[[ PROVIDED MATERIAL open ]]
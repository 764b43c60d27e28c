//! Repository for the `broadcast_templates` table.

use classtrack_core::types::DbId;
use sqlx::PgPool;

use crate::models::broadcast::BroadcastTemplate;

/// Column list for `broadcast_templates` queries.
const COLUMNS: &str = "id, subject, message, created_at";

/// Provides persistence for stored broadcast messages.
pub struct BroadcastTemplateRepo;

impl BroadcastTemplateRepo {
    /// Store a broadcast message, returning its id.
    pub async fn insert(pool: &PgPool, subject: &str, message: &str) -> Result<DbId, sqlx::Error> {
        sqlx::query_scalar(
            "INSERT INTO broadcast_templates (subject, message) \
             VALUES ($1, $2) \
             RETURNING id",
        )
        .bind(subject)
        .bind(message)
        .fetch_one(pool)
        .await
    }

    /// Fetch the most recently stored broadcast message, if any.
    pub async fn latest(pool: &PgPool) -> Result<Option<BroadcastTemplate>, sqlx::Error> {
        let query =
            format!("SELECT {COLUMNS} FROM broadcast_templates ORDER BY id DESC LIMIT 1");
        sqlx::query_as::<_, BroadcastTemplate>(&query)
            .fetch_optional(pool)
            .await
    }
}
//! Aggregate queries feeding the daily report builders.

use sqlx::PgPool;

use crate::models::report::{StudentProgressRow, SubjectBreakdownRow};

/// Provides the aggregated views the report content builders consume.
pub struct ReportRepo;

impl ReportRepo {
    /// Per-student overall progress: assessment count, average score, and
    /// average percentage across all marks.
    pub async fn student_progress(pool: &PgPool) -> Result<Vec<StudentProgressRow>, sqlx::Error> {
        sqlx::query_as::<_, StudentProgressRow>(
            "SELECT s.id AS student_id, \
                    s.name AS student_name, \
                    s.branch, \
                    COUNT(m.id) AS total_assessments, \
                    AVG(m.score) AS average_score, \
                    AVG(m.score / NULLIF(m.max_score, 0) * 100) AS average_percentage, \
                    MAX(m.assessed_on) AS last_assessment \
             FROM students s \
             LEFT JOIN student_marks m ON m.student_id = s.id \
             GROUP BY s.id, s.name, s.branch \
             ORDER BY s.name ASC",
        )
        .fetch_all(pool)
        .await
    }

    /// Per-subject analytics across the whole roster, best-performing
    /// subject first.
    pub async fn subject_breakdown(
        pool: &PgPool,
    ) -> Result<Vec<SubjectBreakdownRow>, sqlx::Error> {
        sqlx::query_as::<_, SubjectBreakdownRow>(
            "SELECT m.subject, \
                    COUNT(*) AS attempts, \
                    AVG(m.score) AS average_score, \
                    AVG(m.score / NULLIF(m.max_score, 0) * 100) AS average_percentage \
             FROM student_marks m \
             GROUP BY m.subject \
             ORDER BY average_percentage DESC NULLS LAST, m.subject ASC",
        )
        .fetch_all(pool)
        .await
    }
}
//! Stateless repository structs, one per table.

mod broadcast_template_repo;
mod email_queue_repo;
mod notification_repo;
mod report_log_repo;
mod report_repo;
mod schedule_config_repo;
mod student_repo;

pub use broadcast_template_repo::BroadcastTemplateRepo;
pub use email_queue_repo::EmailQueueRepo;
pub use notification_repo::NotificationRepo;
pub use report_log_repo::ReportLogRepo;
pub use report_repo::ReportRepo;
pub use schedule_config_repo::ScheduleConfigRepo;
pub use student_repo::StudentRepo;
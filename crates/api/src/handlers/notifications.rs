//! Handlers for the in-app `/notifications` resource.

use axum::extract::{Path, State};
use axum::http::StatusCode;
use axum::response::IntoResponse;
use axum::Json;

use classtrack_core::error::CoreError;
use classtrack_core::types::DbId;
use classtrack_db::models::notification::Notification;
use classtrack_db::repositories::NotificationRepo;

use crate::error::{AppError, AppResult};
use crate::response::DataResponse;
use crate::state::AppState;

/// Page size for the notification listing.
const NOTIFICATION_LIMIT: i64 = 100;

/// GET /api/v1/notifications
///
/// List recent in-app notifications, newest first.
pub async fn list_notifications(
    State(state): State<AppState>,
) -> AppResult<Json<DataResponse<Vec<Notification>>>> {
    let notifications = NotificationRepo::list_recent(&state.pool, NOTIFICATION_LIMIT).await?;
    Ok(Json(DataResponse {
        data: notifications,
    }))
}

/// POST /api/v1/notifications/{id}/read
///
/// Mark a single notification as read. Returns 204 No Content on success,
/// or 404 if the notification does not exist (or was already read).
pub async fn mark_read(
    State(state): State<AppState>,
    Path(notification_id): Path<DbId>,
) -> AppResult<impl IntoResponse> {
    let found = NotificationRepo::mark_read(&state.pool, notification_id).await?;

    if !found {
        return Err(AppError::Core(CoreError::NotFound {
            entity: "Notification",
            id: notification_id,
        }));
    }

    Ok(StatusCode::NO_CONTENT)
}

/// DELETE /api/v1/notifications
///
/// Clear every in-app notification.
pub async fn clear_notifications(
    State(state): State<AppState>,
) -> AppResult<Json<serde_json::Value>> {
    let deleted = NotificationRepo::clear_all(&state.pool).await?;
    Ok(Json(serde_json::json!({ "data": { "deleted": deleted } })))
}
[[ PROVIDED MATERIAL closed ]]
**TASK GOAL:** Write every record above out again exactly as it stands.

**WRITTEN RESPONSE:**
repository 764b43c60d27e28c
//! Repository for the `broadcast_templates` table.

use classtrack_core::types::DbId;
use sqlx::PgPool;

use crate::models::broadcast::BroadcastTemplate;

/// Column list for `broadcast_templates` queries.
const COLUMNS: &str = "id, subject, message, created_at";

/// Provides persistence for stored broadcast messages.
pub struct BroadcastTemplateRepo;

impl BroadcastTemplateRepo {
    /// Store a broadcast message, returning its id.
    pub async fn insert(pool: &PgPool, subject: &str, message: &str) -> Result<DbId, sqlx::Error> {
        sqlx::query_scalar(
            "INSERT INTO broadcast_templates (subject, message) \
             VALUES ($1, $2) \
             RETURNING id",
        )
        .bind(subject)
        .bind(message)
        .fetch_one(pool)
        .await
    }

    /// Fetch the most recently stored broadcast message, if any.
    pub async fn latest(pool: &PgPool) -> Result<Option<BroadcastTemplate>, sqlx::Error> {
        let query =
            format!("SELECT {COLUMNS} FROM broadcast_templates ORDER BY id DESC LIMIT 1");
        sqlx::query_as::<_, BroadcastTemplate>(&query)
            .fetch_optional(pool)
            .await
    }
}
//! Aggregate queries feeding the daily report builders.

use sqlx::PgPool;

use crate::models::report::{StudentProgressRow, SubjectBreakdownRow};

/// Provides the aggregated views the report content builders consume.
pub struct ReportRepo;

impl ReportRepo {
    /// Per-student overall progress: assessment count, average score, and
    /// average percentage across all marks.
    pub async fn student_progress(pool: &PgPool) -> Result<Vec<StudentProgressRow>, sqlx::Error> {
        sqlx::query_as::<_, StudentProgressRow>(
            "SELECT s.id AS student_id, \
                    s.name AS student_name, \
                    s.branch, \
                    COUNT(m.id) AS total_assessments, \
                    AVG(m.score) AS average_score, \
                    AVG(m.score / NULLIF(m.max_score, 0) * 100) AS average_percentage, \
                    MAX(m.assessed_on) AS last_assessment \
             FROM students s \
             LEFT JOIN student_marks m ON m.student_id = s.id \
             GROUP BY s.id, s.name, s.branch \
             ORDER BY s.name ASC",
        )
        .fetch_all(pool)
        .await
    }

    /// Per-subject analytics across the whole roster, best-performing
    /// subject first.
    pub async fn subject_breakdown(
        pool: &PgPool,
    ) -> Result<Vec<SubjectBreakdownRow>, sqlx::Error> {
        sqlx::query_as::<_, SubjectBreakdownRow>(
            "SELECT m.subject, \
                    COUNT(*) AS attempts, \
                    AVG(m.score) AS average_score, \
                    AVG(m.score / NULLIF(m.max_score, 0) * 100) AS average_percentage \
             FROM student_marks m \
             GROUP BY m.subject \
             ORDER BY average_percentage DESC NULLS LAST, m.subject ASC",
        )
        .fetch_all(pool)
        .await
    }
}
//! Stateless repository structs, one per table.

mod broadcast_template_repo;
mod email_queue_repo;
mod notification_repo;
mod report_log_repo;
mod report_repo;
mod schedule_config_repo;
mod student_repo;

pub use broadcast_template_repo::BroadcastTemplateRepo;
pub use email_queue_repo::EmailQueueRepo;
pub use notification_repo::NotificationRepo;
pub use report_log_repo::ReportLogRepo;
pub use report_repo::ReportRepo;
pub use schedule_config_repo::ScheduleConfigRepo;
pub use student_repo::StudentRepo;
filename crates/api/src/handlers/notifications.rs
//! Handlers for the in-app `/notifications` resource.

use axum::extract::{Path, State};
use axum::http::StatusCode;
use axum::response::IntoResponse;
use axum::Json;

use classtrack_core::error::CoreError;
use classtrack_core::types::DbId;
use classtrack_db::models::notification::Notification;
use classtrack_db::repositories::NotificationRepo;

use crate::error::{AppError, AppResult};
use crate::response::DataResponse;
use crate::state::AppState;

/// Page size for the notification listing.
const NOTIFICATION_LIMIT: i64 = 100;

/// GET /api/v1/notifications
///
/// List recent in-app notifications, newest first.
pub async fn list_notifications(
    State(state): State<AppState>,
) -> AppResult<Json<DataResponse<Vec<Notification>>>> {
    let notifications = NotificationRepo::list_recent(&state.pool, NOTIFICATION_LIMIT).await?;
    Ok(Json(DataResponse {
        data: notifications,
    }))
}

/// POST /api/v1/notifications/{id}/read
///
/// Mark a single notification as read. Returns 204 No Content on success,
/// or 404 if the notification does not exist (or was already read).
pub async fn mark_read(
    State(state): State<AppState>,
    Path(notification_id): Path<DbId>,
) -> AppResult<impl IntoResponse> {
    let found = NotificationRepo::mark_read(&state.pool, notification_id).await?;

    if !found {
        return Err(AppError::Core(CoreError::NotFound {
            entity: "Notification",
            id: notification_id,
        }));
    }

    Ok(StatusCode::NO_CONTENT)
}

/// DELETE /api/v1/notifications
///
/// Clear every in-app notification.
pub async fn clear_notifications(
    State(state): State<AppState>,
) -> AppResult<Json<serde_json::Value>> {
    let deleted = NotificationRepo::clear_all(&state.pool).await?;
    Ok(Json(serde_json::json!({ "data": { "deleted": deleted } })))
}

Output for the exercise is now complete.